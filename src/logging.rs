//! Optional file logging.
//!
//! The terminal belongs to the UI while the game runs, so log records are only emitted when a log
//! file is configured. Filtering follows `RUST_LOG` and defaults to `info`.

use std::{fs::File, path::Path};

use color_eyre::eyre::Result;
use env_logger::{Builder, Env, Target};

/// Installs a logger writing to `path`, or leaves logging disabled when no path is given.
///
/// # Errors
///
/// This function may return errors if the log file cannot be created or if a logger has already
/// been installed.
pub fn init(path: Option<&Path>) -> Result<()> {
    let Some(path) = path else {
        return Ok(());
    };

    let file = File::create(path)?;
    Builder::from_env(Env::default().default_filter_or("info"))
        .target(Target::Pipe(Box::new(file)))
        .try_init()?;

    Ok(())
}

- - - -

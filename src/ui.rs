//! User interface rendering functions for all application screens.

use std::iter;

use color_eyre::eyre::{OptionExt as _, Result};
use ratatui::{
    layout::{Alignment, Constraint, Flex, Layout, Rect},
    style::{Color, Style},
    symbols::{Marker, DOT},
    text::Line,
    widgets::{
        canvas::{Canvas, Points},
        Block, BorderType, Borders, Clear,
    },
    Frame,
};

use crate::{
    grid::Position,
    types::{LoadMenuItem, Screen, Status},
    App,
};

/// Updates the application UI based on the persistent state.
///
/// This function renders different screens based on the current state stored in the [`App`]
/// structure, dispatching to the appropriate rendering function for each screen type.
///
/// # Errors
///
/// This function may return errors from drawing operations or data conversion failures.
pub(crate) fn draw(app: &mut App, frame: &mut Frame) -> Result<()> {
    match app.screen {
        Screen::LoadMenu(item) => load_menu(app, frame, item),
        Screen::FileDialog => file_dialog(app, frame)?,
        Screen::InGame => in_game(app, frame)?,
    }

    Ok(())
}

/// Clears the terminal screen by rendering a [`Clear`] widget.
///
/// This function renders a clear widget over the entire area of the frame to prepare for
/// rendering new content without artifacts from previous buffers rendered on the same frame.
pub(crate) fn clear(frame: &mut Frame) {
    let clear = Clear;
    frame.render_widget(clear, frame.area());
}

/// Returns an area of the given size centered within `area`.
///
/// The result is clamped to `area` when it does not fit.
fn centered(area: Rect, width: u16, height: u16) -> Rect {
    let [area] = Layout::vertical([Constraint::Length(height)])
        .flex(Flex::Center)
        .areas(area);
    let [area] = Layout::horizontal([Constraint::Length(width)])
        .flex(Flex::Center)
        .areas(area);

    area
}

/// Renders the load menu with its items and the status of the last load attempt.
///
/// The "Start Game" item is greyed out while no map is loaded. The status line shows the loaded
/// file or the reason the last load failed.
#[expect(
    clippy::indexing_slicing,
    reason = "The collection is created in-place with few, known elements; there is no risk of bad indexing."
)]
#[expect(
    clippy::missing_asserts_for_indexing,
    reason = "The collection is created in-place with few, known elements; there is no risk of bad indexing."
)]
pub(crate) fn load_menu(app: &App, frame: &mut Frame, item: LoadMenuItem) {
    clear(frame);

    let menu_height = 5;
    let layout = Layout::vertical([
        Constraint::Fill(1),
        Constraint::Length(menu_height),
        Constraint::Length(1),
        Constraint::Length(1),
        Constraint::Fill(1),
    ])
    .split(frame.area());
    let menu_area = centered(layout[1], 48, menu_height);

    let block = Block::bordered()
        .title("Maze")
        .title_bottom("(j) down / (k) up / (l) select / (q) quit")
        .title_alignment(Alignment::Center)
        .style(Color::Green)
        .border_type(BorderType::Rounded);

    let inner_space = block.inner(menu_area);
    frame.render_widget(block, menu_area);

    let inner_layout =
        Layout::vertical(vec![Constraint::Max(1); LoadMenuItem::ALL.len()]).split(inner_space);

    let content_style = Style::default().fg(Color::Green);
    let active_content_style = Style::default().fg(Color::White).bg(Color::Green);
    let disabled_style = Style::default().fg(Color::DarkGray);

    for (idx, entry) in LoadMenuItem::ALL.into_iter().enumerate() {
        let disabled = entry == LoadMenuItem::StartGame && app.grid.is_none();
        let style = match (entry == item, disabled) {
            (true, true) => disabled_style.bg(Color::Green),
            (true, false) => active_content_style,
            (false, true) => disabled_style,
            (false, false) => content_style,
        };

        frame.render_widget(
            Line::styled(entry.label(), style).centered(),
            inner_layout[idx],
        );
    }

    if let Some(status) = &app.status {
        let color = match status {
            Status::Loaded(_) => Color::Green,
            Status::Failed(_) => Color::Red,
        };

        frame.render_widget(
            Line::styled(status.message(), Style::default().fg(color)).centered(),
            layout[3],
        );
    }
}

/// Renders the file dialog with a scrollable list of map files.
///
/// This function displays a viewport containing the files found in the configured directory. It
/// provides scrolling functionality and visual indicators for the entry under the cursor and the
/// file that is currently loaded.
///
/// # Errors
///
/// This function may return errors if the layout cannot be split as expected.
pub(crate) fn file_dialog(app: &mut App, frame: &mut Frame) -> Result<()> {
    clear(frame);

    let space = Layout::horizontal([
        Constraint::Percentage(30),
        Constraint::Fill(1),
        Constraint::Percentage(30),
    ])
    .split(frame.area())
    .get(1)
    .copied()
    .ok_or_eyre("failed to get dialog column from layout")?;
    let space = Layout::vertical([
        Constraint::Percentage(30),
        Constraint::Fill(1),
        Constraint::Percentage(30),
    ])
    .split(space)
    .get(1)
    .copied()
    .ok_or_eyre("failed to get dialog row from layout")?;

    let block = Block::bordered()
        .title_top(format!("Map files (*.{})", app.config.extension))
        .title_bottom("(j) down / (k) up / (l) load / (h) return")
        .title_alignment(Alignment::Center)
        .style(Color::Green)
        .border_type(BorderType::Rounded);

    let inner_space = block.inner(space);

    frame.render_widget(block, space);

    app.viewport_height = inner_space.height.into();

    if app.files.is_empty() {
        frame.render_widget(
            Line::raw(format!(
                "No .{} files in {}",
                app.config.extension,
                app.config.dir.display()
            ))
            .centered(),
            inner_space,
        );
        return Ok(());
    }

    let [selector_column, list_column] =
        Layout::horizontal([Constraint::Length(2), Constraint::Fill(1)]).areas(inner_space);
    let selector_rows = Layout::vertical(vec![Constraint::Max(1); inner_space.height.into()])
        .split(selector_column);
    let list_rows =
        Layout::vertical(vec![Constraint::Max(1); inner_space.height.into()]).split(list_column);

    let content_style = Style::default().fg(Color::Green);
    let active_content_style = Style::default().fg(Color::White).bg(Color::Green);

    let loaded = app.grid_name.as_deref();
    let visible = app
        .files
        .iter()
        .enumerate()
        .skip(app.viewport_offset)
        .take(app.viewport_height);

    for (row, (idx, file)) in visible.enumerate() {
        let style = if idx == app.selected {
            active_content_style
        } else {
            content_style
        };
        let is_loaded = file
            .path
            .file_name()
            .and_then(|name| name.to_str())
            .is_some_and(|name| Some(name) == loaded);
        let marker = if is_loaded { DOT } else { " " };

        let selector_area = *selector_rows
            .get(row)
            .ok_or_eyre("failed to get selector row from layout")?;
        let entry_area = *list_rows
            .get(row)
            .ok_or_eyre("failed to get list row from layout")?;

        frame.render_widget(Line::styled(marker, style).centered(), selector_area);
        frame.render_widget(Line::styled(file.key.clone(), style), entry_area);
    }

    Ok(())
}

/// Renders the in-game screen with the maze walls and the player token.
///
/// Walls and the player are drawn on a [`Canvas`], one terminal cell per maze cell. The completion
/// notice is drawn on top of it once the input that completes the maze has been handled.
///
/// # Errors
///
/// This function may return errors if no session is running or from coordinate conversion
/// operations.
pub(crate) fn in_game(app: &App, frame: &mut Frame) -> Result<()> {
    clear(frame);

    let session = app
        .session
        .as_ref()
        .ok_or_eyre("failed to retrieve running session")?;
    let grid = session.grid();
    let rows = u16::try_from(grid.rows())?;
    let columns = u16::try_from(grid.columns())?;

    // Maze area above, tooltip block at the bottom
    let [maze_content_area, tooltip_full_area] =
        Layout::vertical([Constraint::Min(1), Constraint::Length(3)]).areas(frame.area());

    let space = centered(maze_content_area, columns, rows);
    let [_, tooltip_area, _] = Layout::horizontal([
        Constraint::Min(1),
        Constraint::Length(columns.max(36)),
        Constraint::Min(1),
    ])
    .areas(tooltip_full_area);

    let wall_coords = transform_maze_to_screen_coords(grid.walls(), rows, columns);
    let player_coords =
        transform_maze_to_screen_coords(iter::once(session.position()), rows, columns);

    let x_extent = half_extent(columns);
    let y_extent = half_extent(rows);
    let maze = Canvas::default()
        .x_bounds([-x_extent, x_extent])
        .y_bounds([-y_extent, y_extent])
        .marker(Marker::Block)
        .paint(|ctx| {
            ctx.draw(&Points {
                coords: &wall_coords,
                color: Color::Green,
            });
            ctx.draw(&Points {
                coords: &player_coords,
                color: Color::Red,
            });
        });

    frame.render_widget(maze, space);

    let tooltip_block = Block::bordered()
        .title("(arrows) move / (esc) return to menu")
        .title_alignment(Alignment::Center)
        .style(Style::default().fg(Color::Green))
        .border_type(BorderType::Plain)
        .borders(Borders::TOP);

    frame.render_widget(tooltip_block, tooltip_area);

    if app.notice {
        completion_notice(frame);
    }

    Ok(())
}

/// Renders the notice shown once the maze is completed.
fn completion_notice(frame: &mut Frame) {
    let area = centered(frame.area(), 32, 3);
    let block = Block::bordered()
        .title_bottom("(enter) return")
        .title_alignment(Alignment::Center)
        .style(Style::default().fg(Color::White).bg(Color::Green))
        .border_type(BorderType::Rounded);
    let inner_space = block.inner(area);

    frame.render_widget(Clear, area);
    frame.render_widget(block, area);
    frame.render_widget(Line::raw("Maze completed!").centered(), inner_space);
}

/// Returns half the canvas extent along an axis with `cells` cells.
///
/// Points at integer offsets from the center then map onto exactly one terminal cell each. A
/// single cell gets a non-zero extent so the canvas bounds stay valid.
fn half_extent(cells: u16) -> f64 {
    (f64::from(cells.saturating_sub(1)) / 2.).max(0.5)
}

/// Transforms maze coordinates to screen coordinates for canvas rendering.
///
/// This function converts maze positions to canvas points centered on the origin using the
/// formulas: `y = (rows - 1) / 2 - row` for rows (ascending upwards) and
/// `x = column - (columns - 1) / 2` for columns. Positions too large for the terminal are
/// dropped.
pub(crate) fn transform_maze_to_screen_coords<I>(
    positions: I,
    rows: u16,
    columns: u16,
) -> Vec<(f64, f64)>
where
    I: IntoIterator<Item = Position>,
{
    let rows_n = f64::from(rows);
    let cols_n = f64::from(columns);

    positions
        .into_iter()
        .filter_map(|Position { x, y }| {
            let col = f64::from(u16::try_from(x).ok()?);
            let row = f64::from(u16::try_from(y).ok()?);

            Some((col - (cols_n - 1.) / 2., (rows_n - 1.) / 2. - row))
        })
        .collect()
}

- - - -

■ Task directions ■
Each line of the material above that holds "LoadMenuItem" counts once; give the total and nothing else.

■ Task output ■
5